:: Data to process

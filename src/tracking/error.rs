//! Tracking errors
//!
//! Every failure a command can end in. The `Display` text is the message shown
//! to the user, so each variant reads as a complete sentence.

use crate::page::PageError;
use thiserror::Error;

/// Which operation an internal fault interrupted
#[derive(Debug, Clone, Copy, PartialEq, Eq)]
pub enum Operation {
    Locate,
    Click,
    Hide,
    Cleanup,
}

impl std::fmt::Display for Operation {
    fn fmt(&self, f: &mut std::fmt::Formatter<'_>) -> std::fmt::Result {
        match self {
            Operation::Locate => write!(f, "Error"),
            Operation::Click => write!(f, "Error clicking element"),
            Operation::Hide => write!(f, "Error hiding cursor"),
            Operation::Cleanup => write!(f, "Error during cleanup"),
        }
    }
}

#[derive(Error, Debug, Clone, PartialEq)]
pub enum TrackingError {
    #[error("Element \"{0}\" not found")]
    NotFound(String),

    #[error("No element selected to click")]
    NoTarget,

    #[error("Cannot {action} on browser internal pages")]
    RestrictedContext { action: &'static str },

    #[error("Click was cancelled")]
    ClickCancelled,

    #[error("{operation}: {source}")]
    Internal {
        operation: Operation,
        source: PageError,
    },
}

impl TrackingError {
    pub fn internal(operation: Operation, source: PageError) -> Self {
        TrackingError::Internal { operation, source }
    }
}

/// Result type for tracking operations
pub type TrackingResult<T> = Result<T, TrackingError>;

::::
:: Data to process

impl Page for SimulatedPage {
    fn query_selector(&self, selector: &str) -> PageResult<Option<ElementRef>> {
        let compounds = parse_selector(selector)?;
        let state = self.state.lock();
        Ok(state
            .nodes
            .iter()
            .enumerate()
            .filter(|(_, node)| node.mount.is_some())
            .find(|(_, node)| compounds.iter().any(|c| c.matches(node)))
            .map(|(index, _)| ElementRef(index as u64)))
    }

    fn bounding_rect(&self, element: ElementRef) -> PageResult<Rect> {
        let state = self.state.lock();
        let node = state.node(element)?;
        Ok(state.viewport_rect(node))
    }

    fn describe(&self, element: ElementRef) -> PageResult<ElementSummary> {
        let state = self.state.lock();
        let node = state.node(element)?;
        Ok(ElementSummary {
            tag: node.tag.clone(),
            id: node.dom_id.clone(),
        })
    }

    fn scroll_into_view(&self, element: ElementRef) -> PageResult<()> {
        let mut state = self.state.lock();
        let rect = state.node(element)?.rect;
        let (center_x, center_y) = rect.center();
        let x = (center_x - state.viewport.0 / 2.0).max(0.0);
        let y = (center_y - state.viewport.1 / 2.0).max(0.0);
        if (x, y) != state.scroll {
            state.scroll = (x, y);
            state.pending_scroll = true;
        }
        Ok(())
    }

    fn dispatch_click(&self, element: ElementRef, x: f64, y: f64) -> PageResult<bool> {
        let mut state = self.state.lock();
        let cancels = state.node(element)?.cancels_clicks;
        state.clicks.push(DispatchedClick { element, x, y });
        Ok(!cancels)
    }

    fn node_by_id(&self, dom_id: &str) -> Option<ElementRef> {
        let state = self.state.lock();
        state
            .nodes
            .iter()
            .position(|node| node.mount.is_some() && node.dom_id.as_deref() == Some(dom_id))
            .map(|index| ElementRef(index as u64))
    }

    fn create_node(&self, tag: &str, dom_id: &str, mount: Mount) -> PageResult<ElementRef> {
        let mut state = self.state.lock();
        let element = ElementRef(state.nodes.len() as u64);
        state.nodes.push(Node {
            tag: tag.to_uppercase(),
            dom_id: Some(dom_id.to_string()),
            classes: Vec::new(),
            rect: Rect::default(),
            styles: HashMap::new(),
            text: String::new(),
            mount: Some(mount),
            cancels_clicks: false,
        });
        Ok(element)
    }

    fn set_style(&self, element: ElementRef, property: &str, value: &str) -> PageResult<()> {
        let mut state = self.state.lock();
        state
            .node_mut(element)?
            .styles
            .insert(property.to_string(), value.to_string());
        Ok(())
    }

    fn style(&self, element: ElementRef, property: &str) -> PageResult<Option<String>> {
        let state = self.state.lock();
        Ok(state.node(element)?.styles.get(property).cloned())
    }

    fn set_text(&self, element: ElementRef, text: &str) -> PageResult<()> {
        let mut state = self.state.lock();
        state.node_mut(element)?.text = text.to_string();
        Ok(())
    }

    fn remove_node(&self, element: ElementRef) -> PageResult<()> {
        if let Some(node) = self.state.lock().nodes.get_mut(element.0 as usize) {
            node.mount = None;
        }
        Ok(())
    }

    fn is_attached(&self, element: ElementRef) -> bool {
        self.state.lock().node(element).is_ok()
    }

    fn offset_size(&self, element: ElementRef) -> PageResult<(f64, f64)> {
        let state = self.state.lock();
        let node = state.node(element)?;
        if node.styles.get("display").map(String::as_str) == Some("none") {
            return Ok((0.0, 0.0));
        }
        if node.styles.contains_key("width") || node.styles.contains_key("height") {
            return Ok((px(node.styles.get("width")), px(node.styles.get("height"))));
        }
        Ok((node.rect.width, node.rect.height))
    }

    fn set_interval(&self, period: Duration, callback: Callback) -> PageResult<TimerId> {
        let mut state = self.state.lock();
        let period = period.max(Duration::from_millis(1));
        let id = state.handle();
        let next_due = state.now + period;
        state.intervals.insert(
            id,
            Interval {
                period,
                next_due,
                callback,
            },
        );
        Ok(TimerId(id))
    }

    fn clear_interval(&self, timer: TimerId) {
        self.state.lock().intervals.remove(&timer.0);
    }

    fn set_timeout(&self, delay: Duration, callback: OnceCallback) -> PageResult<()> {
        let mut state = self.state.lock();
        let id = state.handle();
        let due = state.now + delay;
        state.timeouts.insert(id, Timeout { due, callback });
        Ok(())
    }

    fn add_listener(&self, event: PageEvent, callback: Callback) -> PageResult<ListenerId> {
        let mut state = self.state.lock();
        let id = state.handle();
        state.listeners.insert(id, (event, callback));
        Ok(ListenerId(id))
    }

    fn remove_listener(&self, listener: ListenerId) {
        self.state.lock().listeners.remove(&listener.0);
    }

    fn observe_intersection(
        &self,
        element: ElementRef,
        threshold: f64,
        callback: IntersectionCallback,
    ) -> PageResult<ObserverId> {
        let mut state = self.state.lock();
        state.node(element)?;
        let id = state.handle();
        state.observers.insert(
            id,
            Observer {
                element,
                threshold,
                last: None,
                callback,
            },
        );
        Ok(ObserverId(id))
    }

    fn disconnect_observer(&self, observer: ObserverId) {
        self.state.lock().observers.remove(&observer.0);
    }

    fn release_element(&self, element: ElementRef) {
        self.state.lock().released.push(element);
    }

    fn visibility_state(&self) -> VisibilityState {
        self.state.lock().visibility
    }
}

::::

Begin at the line that has "fn add_listener(&self, event: PageEvent, callback: Callback)" in the entries above; stop after the line that has "fn disconnect_observer(&self, observer: ObserverId)". Transcribe exactly those lines and no others.

* _Result of the task_:
    fn add_listener(&self, event: PageEvent, callback: Callback) -> PageResult<ListenerId> {
        let mut state = self.state.lock();
        let id = state.handle();
        state.listeners.insert(id, (event, callback));
        Ok(ListenerId(id))
    }

    fn remove_listener(&self, listener: ListenerId) {
        self.state.lock().listeners.remove(&listener.0);
    }

    fn observe_intersection(
        &self,
        element: ElementRef,
        threshold: f64,
        callback: IntersectionCallback,
    ) -> PageResult<ObserverId> {
        let mut state = self.state.lock();
        state.node(element)?;
        let id = state.handle();
        state.observers.insert(
            id,
            Observer {
                element,
                threshold,
                last: None,
                callback,
            },
        );
        Ok(ObserverId(id))
    }

    fn disconnect_observer(&self, observer: ObserverId) {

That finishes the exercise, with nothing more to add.